One more bit of history about Bennett that’s important to know: She joined KIPP Gaston’s board. “Initially, it was hard to voice my opinion because the people who were on the board were people who had watched me grow up and still viewed me as a kid.” But that changed, again with her newfound confidence from coaching that was part of the Accelerator fellowship. “That [coaching] changed the perspective for me. Now, I’ve taken the approach that it was my school. I know it better than anyone else. Who better to speak to the people in control?”
Osbourne is a KIPP Gaston alum who seems to have stepped out of central casting and into the role everyone always wanted him to play: college counselor for KIPP students there. But he’s also an unlikely player to have made it this far. He’s the second of 12 children, raised by his grandmother, in circumstances on which he treads lightly. Says Osbourne: “A lot of things” happened. If students there ever needed a role model, someone who walked a walk probably tougher than their own family life, there’s Osbourne, whose path through college was not an easy glide and whose real-life lessons are rooted in rural North Carolina. What’s also interesting about Osbourne is that he didn’t even arrive at KIPP — a suggestion from a family friend who was active at the school — until he was in 11th grade. For many teens, that transition could have been rough, but Osbourne said he was accustomed to change. “I just kind of kept my head down and did the work.”
At graduation, he had acceptances from several universities, including Chapel Hill and Wake Forest. An offer of a near-full ride at Wake Forest made up his mind, and he graduated from there four years later, with a major in religion and minors in politics and business. While applying for jobs, he also volunteered at KIPP Gaston, helping students who had dropped out of college and needed to be readmitted. The volunteer work went well, and KIPP asked him to apply for a job as a college counselor. He did, and that’s where he has been ever since, handling both college advising and teaching the college prep classes, which at KIPP are pretty much the same thing.
Osbourne understands the unique family circumstances experienced by the students at KIPP Gaston. Especially in high-need families, there’s always an issue about how far away from home the students should go. The families want them close by, but the colleges with the best graduation rates are often far from Gaston.
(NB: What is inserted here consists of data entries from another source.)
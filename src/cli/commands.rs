//! Command dispatch

use std::io;
use std::path::Path;
use std::sync::Arc;

use clap::CommandFactory;
use clap_complete::generate;
use serde::Serialize;
use tracing::{debug, instrument};

use crate::cli::args::{Cli, Commands, ConfigCommands};
use crate::cli::error::{CliError, CliResult};
use crate::cli::output;
use crate::config::{global_config_path, Settings, Variant};
use crate::domain::{Arguments, MenuDemand};
use crate::infrastructure::di::ServiceContainer;
use crate::infrastructure::Catalog;

pub fn execute_command(cli: &Cli) -> CliResult<()> {
    match &cli.command {
        Some(Commands::Filter {
            catalog,
            query,
            json,
        }) => cmd_filter(cli.config.as_deref(), catalog, query, *json),
        Some(Commands::Paginate {
            total,
            query,
            variant,
            json,
        }) => cmd_paginate(cli.config.as_deref(), *total, query, *variant, *json),
        Some(Commands::Config { command }) => cmd_config(cli.config.as_deref(), command),
        Some(Commands::Completion { shell }) => {
            let mut cmd = Cli::command();
            let name = cmd.get_name().to_string();
            generate(*shell, &mut cmd, name, &mut io::stdout());
            Ok(())
        }
        None => Err(CliError::Usage(
            "no command given, run with --help for usage".into(),
        )),
    }
}

fn print_json(value: &impl Serialize) -> CliResult<()> {
    output::info(&serde_json::to_string_pretty(value)?);
    Ok(())
}

#[instrument]
fn cmd_filter(config: Option<&Path>, catalog: &Path, query: &str, json: bool) -> CliResult<()> {
    let settings = Settings::load(config)?;
    let catalog = Arc::new(Catalog::load(catalog)?);
    let container = ServiceContainer::new(settings, catalog.clone())?.with_potential_checker(catalog);

    let arguments = Arguments::from_query(query);
    let demand = MenuDemand::from_arguments(&arguments);
    debug!("demand: {:?}", demand);

    let service = container.filter_service();
    let Some(filter) = service.build(&arguments, Some(&demand))? else {
        output::warning("filter is inactive or has no categories configured");
        return Ok(());
    };

    if json {
        return print_json(&filter);
    }
    let titles = service.active_category_titles(&arguments)?;
    if !titles.is_empty() {
        output::action("Selected", &titles.join(", "));
    }
    print!("{}", output::render_filter(&filter));
    Ok(())
}

#[instrument]
fn cmd_paginate(
    config: Option<&Path>,
    total: usize,
    query: &str,
    variant: Option<Variant>,
    json: bool,
) -> CliResult<()> {
    let mut settings = Settings::load(config)?;
    if let Some(variant) = variant {
        settings.pagination.variant = variant;
    }
    let container = ServiceContainer::new(settings, Arc::new(Catalog::default()))?;
    let service = container.pagination_service();

    let arguments = Arguments::from_query(query);
    let pagination = service.build(total, &arguments);
    let head = service.head_links(total, &arguments);

    if json {
        return print_json(&serde_json::json!({
            "pagination": pagination,
            "headLinks": head,
        }));
    }
    let window = service.window(total, &arguments);
    output::header(&format!(
        "page {} of {} ({} items)",
        window.current_page, window.number_of_pages, total
    ));
    print!("{}", output::render_pagination(&pagination, &head));
    Ok(())
}

#[instrument]
fn cmd_config(config: Option<&Path>, command: &ConfigCommands) -> CliResult<()> {
    match command {
        ConfigCommands::Show => {
            let settings = Settings::load(config)?;
            output::info(&settings.to_toml()?);
        }
        ConfigCommands::Template => {
            output::info(&Settings::template());
        }
        ConfigCommands::Path => {
            match global_config_path() {
                Some(path) if path.exists() => output::action("global", &path.display()),
                Some(path) => output::detail(&format!("global: {} (not found)", path.display())),
                None => output::detail(&"global: (no config directory)"),
            }
            if let Some(path) = config {
                output::action("local", &path.display());
            }
        }
    }
    Ok(())
}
Often, Osbourne has to play the “mean counselor” role, beginning with the speech he gives to the departing seniors every year. Going to college, he tells them, requires them to be selfish. Translated, that means sticking to the graduation plan and resisting getting drawn into family issues back home. “A lot of our kids come home because of family emergencies or tragedies, things they feel compelled to be here for. So I’m the mean one, who asks them, ‘How much can you really do?’”
Again: Stick to your college graduation plan. That matters. A lot.
Today, Osbourne serves as director of college counseling at KIPP Gaston.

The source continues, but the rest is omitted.